La cocaína, la marihuana y el whisky no son ajenos a las aventuras del español. Con todo, no es un drogón ni nada por el estilo. Se diría que lo que lo motoriza es la curiosidad. Esa es su catapulta de una situación a otra. Se le nota en la boca, que extiende preguntas como si fueran antenas con las que capta el entorno. “¿Qué llevas ahí? ¿Esto graba? ¿Adónde te irás de paseo? ¿Y eso dónde queda?”, ametralla en mitad de la conversación. El reconoce la obsesión: “Siempre siento que me estoy perdiendo en otro sitio lo que está pasando allí, y allí estaré queriendo saber qué sucede aquí; para calmarme he llegado a pensar si ésa no es la consecuencia más perversa de la profesión o de la vocación o del oficio o de la mierda que sea el periodismo”, se sincera.

Y en la tarde calurosa, la incomodidad de andar esquivando una fiebre no impide que él siga dispuesto a extraer placer e información de cualquier charla, incluidas las que tiene con sus seres imaginarios.
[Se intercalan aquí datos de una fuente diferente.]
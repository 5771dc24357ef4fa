//! Run loop and signal bridge.
//!
//! ```text
//! RUNNING --(SIGINT | SIGTERM)--> STOPPING
//! ```
//!
//! The signal handler performs a single atomic store and nothing else.
//! The run loop polls the flag between idle ticks.

use std::io;
use std::sync::Arc;
use std::sync::atomic::{AtomicBool, Ordering};
use std::thread;
use std::time::Duration;

use signal_hook::consts::{SIGINT, SIGTERM};
use signal_hook::SigId;

/// Idle interval of the process run loop.
pub const DEFAULT_TICK: Duration = Duration::from_secs(1);

#[derive(Debug, Clone, Copy, PartialEq, Eq)]
pub enum RunPhase {
    Running,
    Stopping,
}

/// Process-wide stop flag. `false` is RUNNING, `true` is STOPPING.
#[derive(Debug, Clone, Default)]
pub struct RunState {
    stop: Arc<AtomicBool>,
}

impl RunState {
    pub fn new() -> Self {
        Self::default()
    }

    pub fn phase(&self) -> RunPhase {
        if self.stop.load(Ordering::SeqCst) {
            RunPhase::Stopping
        } else {
            RunPhase::Running
        }
    }

    pub fn is_stopping(&self) -> bool {
        self.phase() == RunPhase::Stopping
    }

    /// Request a stop from ordinary (non-signal) code.
    pub fn request_stop(&self) {
        self.stop.store(true, Ordering::SeqCst);
    }
}

/// Registration of the termination signals against a [`RunState`].
///
/// Unregisters the handlers when dropped.
pub struct SignalBridge {
    ids: Vec<SigId>,
}

impl SignalBridge {
    /// Route SIGINT and SIGTERM to `state`.
    ///
    /// Repeated signals keep storing `true`; the flag never leaves STOPPING.
    pub fn install(state: &RunState) -> io::Result<Self> {
        let mut ids = Vec::with_capacity(2);
        for signal in [SIGINT, SIGTERM] {
            ids.push(signal_hook::flag::register(signal, state.stop.clone())?);
        }
        tracing::debug!("termination signal handlers installed");
        Ok(Self { ids })
    }
}

impl Drop for SignalBridge {
    fn drop(&mut self) {
        for id in self.ids.drain(..) {
            signal_hook::low_level::unregister(id);
        }
    }
}

/// Idle until `state` reaches STOPPING.
pub fn run_until_stopped(state: &RunState, tick: Duration) {
    while !state.is_stopping() {
        thread::sleep(tick);
    }
    tracing::info!("stop requested");
}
Porque en la cotidianidad del autor pululan espectros que pueden aparecer como interlocutores en cualquier instante. Un padre, un amigo muerto, una amante a la que el destino llevó a puertos lejanos. “No es que los incluyo en una oración por el solo hecho de estar componiendo una novela. Yo vivo con todos esos diálogos en mi cabeza”, aclara.

–Tal vez por eso su tono se acerca tanto a la oralidad. ¿Es una búsqueda consciente?

–Yo no creo que haya que escribir como se habla, porque uno suele expresarse mejor hacia adentro. Hay un lenguaje interior que no es igual al que se expresa hablando. Esos sonidos íntimos son los que trato de transportar al papel. A esto se refirió Bryce Echenique en La amigdalitis de Tarzán, cuando un personaje le dice a otro: “Eramos mejores por carta”.

–¿Quién lo influyó en esta tarea de registrar sus mareas mentales?

–Naturalmente, hay influencias de las que yo no soy consciente, y probablemente están. Albert Camus, o el Cortázar de Rayuela seguro. Pasa que uno es lo que ha leído y lo que ha vivido, y eso está en la conciencia sin que lo tengamos en cuenta. De lo contrario, viviríamos como aquel personaje de Molière que exclamaba: “¡Ah!, ¿o sea que yo estoy hablando en prosa?”.

–Se lo ha escuchado subrayar que, si Argentina fuera un ser humano, sería su mejor amiga. ¿Cuál es el mecanismo por el que una obra tan íntima y con tanto anclaje en España no es extraña para los que habitan estos pagos?

–Me he ligado a Sudamérica desde que tengo memoria. Mi infancia y juventud estuvieron salpicadas de tangos y canciones de Falú, Los Chalchaleros y Mercedes Sosa. En efecto, los menciono bastante en mi novela. Hasta transcribí Sus ojos se cerraron casi completa.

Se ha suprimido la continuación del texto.